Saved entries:
Content starts
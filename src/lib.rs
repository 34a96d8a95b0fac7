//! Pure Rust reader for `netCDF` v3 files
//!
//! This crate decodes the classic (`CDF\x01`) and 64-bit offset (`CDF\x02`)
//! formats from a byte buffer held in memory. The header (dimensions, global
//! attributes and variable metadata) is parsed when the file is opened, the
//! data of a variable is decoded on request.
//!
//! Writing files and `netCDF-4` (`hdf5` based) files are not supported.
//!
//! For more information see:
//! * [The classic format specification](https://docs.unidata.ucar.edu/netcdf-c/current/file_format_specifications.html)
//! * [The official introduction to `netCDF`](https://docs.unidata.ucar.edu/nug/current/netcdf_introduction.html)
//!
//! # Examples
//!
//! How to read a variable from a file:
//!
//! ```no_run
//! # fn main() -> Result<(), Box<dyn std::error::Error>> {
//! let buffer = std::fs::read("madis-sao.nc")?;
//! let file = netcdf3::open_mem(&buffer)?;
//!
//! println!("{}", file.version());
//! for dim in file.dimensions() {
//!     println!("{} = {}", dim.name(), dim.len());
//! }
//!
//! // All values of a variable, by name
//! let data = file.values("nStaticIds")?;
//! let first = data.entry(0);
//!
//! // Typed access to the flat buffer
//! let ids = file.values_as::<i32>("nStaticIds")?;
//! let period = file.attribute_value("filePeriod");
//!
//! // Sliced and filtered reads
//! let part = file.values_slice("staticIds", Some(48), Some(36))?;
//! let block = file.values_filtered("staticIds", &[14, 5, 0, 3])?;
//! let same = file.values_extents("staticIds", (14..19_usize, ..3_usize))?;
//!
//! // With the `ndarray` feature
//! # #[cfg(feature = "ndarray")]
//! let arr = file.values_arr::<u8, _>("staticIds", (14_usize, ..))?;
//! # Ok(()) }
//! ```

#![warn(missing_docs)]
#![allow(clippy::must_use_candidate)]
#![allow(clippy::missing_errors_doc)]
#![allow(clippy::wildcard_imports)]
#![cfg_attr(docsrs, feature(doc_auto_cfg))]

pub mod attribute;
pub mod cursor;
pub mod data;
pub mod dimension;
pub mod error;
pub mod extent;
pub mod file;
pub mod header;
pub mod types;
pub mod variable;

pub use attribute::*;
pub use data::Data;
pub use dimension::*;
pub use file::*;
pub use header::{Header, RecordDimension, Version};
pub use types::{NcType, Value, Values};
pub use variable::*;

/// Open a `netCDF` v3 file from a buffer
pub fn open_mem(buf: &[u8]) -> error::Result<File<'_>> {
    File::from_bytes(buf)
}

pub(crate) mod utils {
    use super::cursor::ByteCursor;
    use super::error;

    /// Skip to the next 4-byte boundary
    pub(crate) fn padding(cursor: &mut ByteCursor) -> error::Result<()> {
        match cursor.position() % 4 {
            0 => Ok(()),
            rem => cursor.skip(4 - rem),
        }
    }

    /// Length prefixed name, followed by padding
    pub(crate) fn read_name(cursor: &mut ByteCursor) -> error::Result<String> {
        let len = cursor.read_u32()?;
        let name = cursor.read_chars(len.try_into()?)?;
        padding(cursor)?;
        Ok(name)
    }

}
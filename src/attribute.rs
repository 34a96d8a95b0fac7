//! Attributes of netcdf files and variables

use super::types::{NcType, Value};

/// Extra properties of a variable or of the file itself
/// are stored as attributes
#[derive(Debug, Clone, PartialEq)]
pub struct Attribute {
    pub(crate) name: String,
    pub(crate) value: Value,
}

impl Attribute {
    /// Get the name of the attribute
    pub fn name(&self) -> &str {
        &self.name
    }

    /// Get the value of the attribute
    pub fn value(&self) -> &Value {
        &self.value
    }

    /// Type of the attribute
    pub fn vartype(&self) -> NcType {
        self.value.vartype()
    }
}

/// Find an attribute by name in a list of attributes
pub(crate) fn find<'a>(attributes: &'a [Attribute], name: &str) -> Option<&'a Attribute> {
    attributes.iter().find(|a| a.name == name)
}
Content ends
> Your assignment: Print all the entries exactly as written.

> Task response:
filename src/lib.rs
repository 34a96d8a95b0fac7
//! Pure Rust reader for `netCDF` v3 files
//!
//! This crate decodes the classic (`CDF\x01`) and 64-bit offset (`CDF\x02`)
//! formats from a byte buffer held in memory. The header (dimensions, global
//! attributes and variable metadata) is parsed when the file is opened, the
//! data of a variable is decoded on request.
//!
//! Writing files and `netCDF-4` (`hdf5` based) files are not supported.
//!
//! For more information see:
//! * [The classic format specification](https://docs.unidata.ucar.edu/netcdf-c/current/file_format_specifications.html)
//! * [The official introduction to `netCDF`](https://docs.unidata.ucar.edu/nug/current/netcdf_introduction.html)
//!
//! # Examples
//!
//! How to read a variable from a file:
//!
//! ```no_run
//! # fn main() -> Result<(), Box<dyn std::error::Error>> {
//! let buffer = std::fs::read("madis-sao.nc")?;
//! let file = netcdf3::open_mem(&buffer)?;
//!
//! println!("{}", file.version());
//! for dim in file.dimensions() {
//!     println!("{} = {}", dim.name(), dim.len());
//! }
//!
//! // All values of a variable, by name
//! let data = file.values("nStaticIds")?;
//! let first = data.entry(0);
//!
//! // Typed access to the flat buffer
//! let ids = file.values_as::<i32>("nStaticIds")?;
//! let period = file.attribute_value("filePeriod");
//!
//! // Sliced and filtered reads
//! let part = file.values_slice("staticIds", Some(48), Some(36))?;
//! let block = file.values_filtered("staticIds", &[14, 5, 0, 3])?;
//! let same = file.values_extents("staticIds", (14..19_usize, ..3_usize))?;
//!
//! // With the `ndarray` feature
//! # #[cfg(feature = "ndarray")]
//! let arr = file.values_arr::<u8, _>("staticIds", (14_usize, ..))?;
//! # Ok(()) }
//! ```

#![warn(missing_docs)]
#![allow(clippy::must_use_candidate)]
#![allow(clippy::missing_errors_doc)]
#![allow(clippy::wildcard_imports)]
#![cfg_attr(docsrs, feature(doc_auto_cfg))]

pub mod attribute;
pub mod cursor;
pub mod data;
pub mod dimension;
pub mod error;
pub mod extent;
pub mod file;
pub mod header;
pub mod types;
pub mod variable;

pub use attribute::*;
pub use data::Data;
pub use dimension::*;
pub use file::*;
pub use header::{Header, RecordDimension, Version};
pub use types::{NcType, Value, Values};
pub use variable::*;

/// Open a `netCDF` v3 file from a buffer
pub fn open_mem(buf: &[u8]) -> error::Result<File<'_>> {
    File::from_bytes(buf)
}

pub(crate) mod utils {
    use super::cursor::ByteCursor;
    use super::error;

    /// Skip to the next 4-byte boundary
    pub(crate) fn padding(cursor: &mut ByteCursor) -> error::Result<()> {
        match cursor.position() % 4 {
            0 => Ok(()),
            rem => cursor.skip(4 - rem),
        }
    }

    /// Length prefixed name, followed by padding
    pub(crate) fn read_name(cursor: &mut ByteCursor) -> error::Result<String> {
        let len = cursor.read_u32()?;
        let name = cursor.read_chars(len.try_into()?)?;
        padding(cursor)?;
        Ok(name)
    }

}
filename src/attribute.rs
repository 34a96d8a95b0fac7
//! Attributes of netcdf files and variables

use super::types::{NcType, Value};

/// Extra properties of a variable or of the file itself
/// are stored as attributes
#[derive(Debug, Clone, PartialEq)]
pub struct Attribute {
    pub(crate) name: String,
    pub(crate) value: Value,
}

impl Attribute {
    /// Get the name of the attribute
    pub fn name(&self) -> &str {
        &self.name
    }

    /// Get the value of the attribute
    pub fn value(&self) -> &Value {
        &self.value
    }

    /// Type of the attribute
    pub fn vartype(&self) -> NcType {
        self.value.vartype()
    }
}

/// Find an attribute by name in a list of attributes
pub(crate) fn find<'a>(attributes: &'a [Attribute], name: &str) -> Option<&'a Attribute> {
    attributes.iter().find(|a| a.name == name)
}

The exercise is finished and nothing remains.